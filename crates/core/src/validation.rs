//! Request validation for the creation endpoints.
//!
//! Checks run rule-major: presence of every required field, then length
//! bounds, then catalog membership. The first failing check wins and the
//! error names the offending field. Every check operates on the trimmed
//! value, and the trimmed values are what the normalized drafts carry
//! downstream.

use serde::{Deserialize, Serialize};

use crate::error::CoreError;
use crate::options::{AgeRange, CameraShot, Gender, Mood, VisualStyle};

// ---------------------------------------------------------------------------
// Length limits
// ---------------------------------------------------------------------------

/// Maximum length for name-class fields (character and scene names).
pub const MAX_NAME_LEN: usize = 100;

/// Maximum length for description-class fields.
pub const MAX_DESCRIPTION_LEN: usize = 2_000;

/// Maximum length for a scene location.
pub const MAX_LOCATION_LEN: usize = 500;

// ---------------------------------------------------------------------------
// Raw requests
// ---------------------------------------------------------------------------

/// Create-character request as received from the client.
///
/// Fields default to empty so an absent field reports as missing rather
/// than failing JSON extraction.
#[derive(Debug, Clone, Default, Serialize, Deserialize)]
pub struct CreateCharacterRequest {
    #[serde(default)]
    pub avatar_name: String,
    #[serde(default)]
    pub user_description: String,
    #[serde(default)]
    pub visual_style: String,
    #[serde(default)]
    pub gender: String,
    #[serde(default)]
    pub age_range: String,
}

/// Create-scene request as received from the client.
#[derive(Debug, Clone, Default, Serialize, Deserialize)]
pub struct CreateSceneRequest {
    #[serde(default)]
    pub avatar_name: String,
    #[serde(default)]
    pub scene_name: String,
    #[serde(default)]
    pub action: String,
    #[serde(default)]
    pub location: String,
    #[serde(default)]
    pub mood_atmosphere: String,
    #[serde(default)]
    pub camera_shot: String,
    #[serde(default)]
    pub visual_style: String,
}

// ---------------------------------------------------------------------------
// Normalized drafts
// ---------------------------------------------------------------------------

/// A validated, normalized character submission.
#[derive(Debug, Clone, PartialEq, Serialize)]
pub struct CharacterDraft {
    pub avatar_name: String,
    pub user_description: String,
    pub visual_style: VisualStyle,
    pub gender: Gender,
    pub age_range: AgeRange,
}

/// A validated, normalized scene submission.
#[derive(Debug, Clone, PartialEq, Serialize)]
pub struct SceneDraft {
    pub avatar_name: String,
    pub scene_name: String,
    pub action: String,
    pub location: String,
    pub mood_atmosphere: Mood,
    pub camera_shot: CameraShot,
    pub visual_style: VisualStyle,
}

// ---------------------------------------------------------------------------
// Validators
// ---------------------------------------------------------------------------

/// Validate a character submission, producing a normalized draft.
pub fn validate_create_character(req: &CreateCharacterRequest) -> Result<CharacterDraft, CoreError> {
    let avatar_name = req.avatar_name.trim();
    let user_description = req.user_description.trim();
    let visual_style = req.visual_style.trim();
    let gender = req.gender.trim();
    let age_range = req.age_range.trim();

    require("avatar_name", avatar_name)?;
    require("user_description", user_description)?;
    require("visual_style", visual_style)?;
    require("gender", gender)?;
    require("age_range", age_range)?;

    check_len("avatar_name", "Avatar name", avatar_name, MAX_NAME_LEN)?;
    check_len(
        "user_description",
        "Description",
        user_description,
        MAX_DESCRIPTION_LEN,
    )?;

    let visual_style = VisualStyle::from_str(visual_style).ok_or_else(|| {
        CoreError::validation(
            "visual_style",
            format!("Invalid visual style. Must be one of: {}", VisualStyle::allowed()),
        )
    })?;
    let gender = Gender::from_str(gender).ok_or_else(|| {
        CoreError::validation(
            "gender",
            format!("Invalid gender. Must be one of: {}", Gender::allowed()),
        )
    })?;
    let age_range = AgeRange::from_str(age_range).ok_or_else(|| {
        CoreError::validation(
            "age_range",
            format!("Invalid age range. Must be one of: {}", AgeRange::allowed()),
        )
    })?;

    Ok(CharacterDraft {
        avatar_name: avatar_name.to_string(),
        user_description: user_description.to_string(),
        visual_style,
        gender,
        age_range,
    })
}

/// Validate a scene submission, producing a normalized draft.
pub fn validate_create_scene(req: &CreateSceneRequest) -> Result<SceneDraft, CoreError> {
    let avatar_name = req.avatar_name.trim();
    let scene_name = req.scene_name.trim();
    let action = req.action.trim();
    let location = req.location.trim();
    let mood_atmosphere = req.mood_atmosphere.trim();
    let camera_shot = req.camera_shot.trim();
    let visual_style = req.visual_style.trim();

    require("avatar_name", avatar_name)?;
    require("scene_name", scene_name)?;
    require("action", action)?;
    require("location", location)?;
    require("mood_atmosphere", mood_atmosphere)?;
    require("camera_shot", camera_shot)?;
    require("visual_style", visual_style)?;

    check_len("avatar_name", "Avatar name", avatar_name, MAX_NAME_LEN)?;
    check_len("scene_name", "Scene name", scene_name, MAX_NAME_LEN)?;
    check_len("action", "Action description", action, MAX_DESCRIPTION_LEN)?;
    check_len("location", "Location", location, MAX_LOCATION_LEN)?;

    let visual_style = VisualStyle::from_str(visual_style).ok_or_else(|| {
        CoreError::validation(
            "visual_style",
            format!("Invalid visual style. Must be one of: {}", VisualStyle::allowed()),
        )
    })?;
    let mood_atmosphere = Mood::from_str(mood_atmosphere).ok_or_else(|| {
        CoreError::validation(
            "mood_atmosphere",
            format!("Invalid mood/atmosphere. Must be one of: {}", Mood::allowed()),
        )
    })?;
    let camera_shot = CameraShot::from_str(camera_shot).ok_or_else(|| {
        CoreError::validation(
            "camera_shot",
            format!("Invalid camera shot. Must be one of: {}", CameraShot::allowed()),
        )
    })?;

    Ok(SceneDraft {
        avatar_name: avatar_name.to_string(),
        scene_name: scene_name.to_string(),
        action: action.to_string(),
        location: location.to_string(),
        mood_atmosphere,
        camera_shot,
        visual_style,
    })
}

fn require(field: &'static str, value: &str) -> Result<(), CoreError> {
    if value.is_empty() {
        return Err(CoreError::validation(
            field,
            format!("Missing required field: {field}"),
        ));
    }
    Ok(())
}

fn check_len(field: &'static str, label: &str, value: &str, max: usize) -> Result<(), CoreError> {
    if value.chars().count() > max {
        return Err(CoreError::validation(
            field,
            format!("{label} must be less than {max} characters"),
        ));
    }
    Ok(())
}

#[cfg(test)]
mod tests {
    use super::*;
    use assert_matches::assert_matches;

    fn character_request() -> CreateCharacterRequest {
        CreateCharacterRequest {
            avatar_name: "Mira".to_string(),
            user_description: "A wandering cartographer with a silver compass".to_string(),
            visual_style: "Studio Ghibli".to_string(),
            gender: "Female".to_string(),
            age_range: "Young Adult (18-25)".to_string(),
        }
    }

    fn scene_request() -> CreateSceneRequest {
        CreateSceneRequest {
            avatar_name: "Mira".to_string(),
            scene_name: "Harbor at dawn".to_string(),
            action: "Mira unrolls a map against the wind".to_string(),
            location: "A fog-wrapped fishing harbor".to_string(),
            mood_atmosphere: "Calm & Peaceful".to_string(),
            camera_shot: "Wide Shot".to_string(),
            visual_style: "Studio Ghibli".to_string(),
        }
    }

    #[test]
    fn test_valid_character_normalizes_trimmed() {
        let mut req = character_request();
        req.avatar_name = "  Mira  ".to_string();
        req.user_description = "\tcartographer\n".to_string();

        let draft = validate_create_character(&req).unwrap();
        assert_eq!(draft.avatar_name, "Mira");
        assert_eq!(draft.user_description, "cartographer");
        assert_eq!(draft.visual_style, VisualStyle::StudioGhibli);
    }

    #[test]
    fn test_missing_field_reports_first_in_declaration_order() {
        let mut req = character_request();
        req.user_description = String::new();
        req.gender = String::new();

        let err = validate_create_character(&req).unwrap_err();
        assert_matches!(err, CoreError::Validation { field: "user_description", .. });
    }

    #[test]
    fn test_whitespace_only_counts_as_missing() {
        let mut req = character_request();
        req.avatar_name = "   ".to_string();

        let err = validate_create_character(&req).unwrap_err();
        assert_matches!(err, CoreError::Validation { field: "avatar_name", .. });
    }

    #[test]
    fn test_presence_beats_length_and_enum() {
        // avatar_name missing, description over limit, style out of set:
        // presence must win.
        let req = CreateCharacterRequest {
            avatar_name: String::new(),
            user_description: "x".repeat(3000),
            visual_style: "Impressionist".to_string(),
            gender: "Female".to_string(),
            age_range: "Adult (26-40)".to_string(),
        };

        let err = validate_create_character(&req).unwrap_err();
        assert_matches!(err, CoreError::Validation { field: "avatar_name", .. });
    }

    #[test]
    fn test_length_beats_enum() {
        let mut req = character_request();
        req.avatar_name = "a".repeat(101);
        req.visual_style = "Impressionist".to_string();

        let err = validate_create_character(&req).unwrap_err();
        assert_matches!(err, CoreError::Validation { field: "avatar_name", .. });
    }

    #[test]
    fn test_description_boundary() {
        let mut req = character_request();
        req.user_description = "d".repeat(2000);
        assert!(validate_create_character(&req).is_ok());

        req.user_description = "d".repeat(2001);
        let err = validate_create_character(&req).unwrap_err();
        assert_matches!(
            err,
            CoreError::Validation { field: "user_description", message }
                if message == "Description must be less than 2000 characters"
        );
    }

    #[test]
    fn test_length_measured_after_trim() {
        let mut req = character_request();
        // 2000 characters of content padded with whitespace passes.
        req.user_description = format!("  {}  ", "d".repeat(2000));
        assert!(validate_create_character(&req).is_ok());
    }

    #[test]
    fn test_character_enum_membership() {
        let mut req = character_request();
        req.gender = "Unknown".to_string();

        let err = validate_create_character(&req).unwrap_err();
        assert_matches!(
            err,
            CoreError::Validation { field: "gender", message } if message.contains("Non-binary")
        );
    }

    #[test]
    fn test_every_catalog_value_accepted() {
        for style in VisualStyle::ALL {
            for gender in Gender::ALL {
                for age in AgeRange::ALL {
                    let mut req = character_request();
                    req.visual_style = style.as_str().to_string();
                    req.gender = gender.as_str().to_string();
                    req.age_range = age.as_str().to_string();
                    let draft = validate_create_character(&req).unwrap();
                    assert_eq!(draft.visual_style, *style);
                    assert_eq!(draft.gender, *gender);
                    assert_eq!(draft.age_range, *age);
                }
            }
        }
    }

    #[test]
    fn test_valid_scene_passes() {
        let draft = validate_create_scene(&scene_request()).unwrap();
        assert_eq!(draft.scene_name, "Harbor at dawn");
        assert_eq!(draft.mood_atmosphere, Mood::CalmPeaceful);
        assert_eq!(draft.camera_shot, CameraShot::WideShot);
    }

    #[test]
    fn test_scene_location_limit() {
        let mut req = scene_request();
        req.location = "l".repeat(501);

        let err = validate_create_scene(&req).unwrap_err();
        assert_matches!(
            err,
            CoreError::Validation { field: "location", message }
                if message == "Location must be less than 500 characters"
        );
    }

    #[test]
    fn test_scene_avatar_name_limit() {
        let mut req = scene_request();
        req.avatar_name = "a".repeat(101);

        let err = validate_create_scene(&req).unwrap_err();
        assert_matches!(err, CoreError::Validation { field: "avatar_name", .. });
    }

    #[test]
    fn test_scene_enum_order_style_first() {
        let mut req = scene_request();
        req.visual_style = "Pointillism".to_string();
        req.mood_atmosphere = "Gloomy".to_string();
        req.camera_shot = "Dutch Angle".to_string();

        let err = validate_create_scene(&req).unwrap_err();
        assert_matches!(err, CoreError::Validation { field: "visual_style", .. });
    }

    #[test]
    fn test_scene_mood_and_shot_membership() {
        let mut req = scene_request();
        req.mood_atmosphere = "Gloomy".to_string();
        let err = validate_create_scene(&req).unwrap_err();
        assert_matches!(
            err,
            CoreError::Validation { field: "mood_atmosphere", message }
                if message.starts_with("Invalid mood/atmosphere")
        );

        let mut req = scene_request();
        req.camera_shot = "Dutch Angle".to_string();
        let err = validate_create_scene(&req).unwrap_err();
        assert_matches!(err, CoreError::Validation { field: "camera_shot", .. });
    }

    #[test]
    fn test_scene_missing_fields_report_declaration_order() {
        let req = CreateSceneRequest::default();
        let err = validate_create_scene(&req).unwrap_err();
        assert_matches!(err, CoreError::Validation { field: "avatar_name", .. });
    }
}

_ _ _ _

**THE PROBLEM**
Report every line from the listing above where the string "characters" can be found.

**YOUR SOLUTION**
            format!("{label} must be less than {max} characters"),
                if message == "Description must be less than 2000 characters"
        // 2000 characters of content padded with whitespace passes.
                if message == "Location must be less than 500 characters"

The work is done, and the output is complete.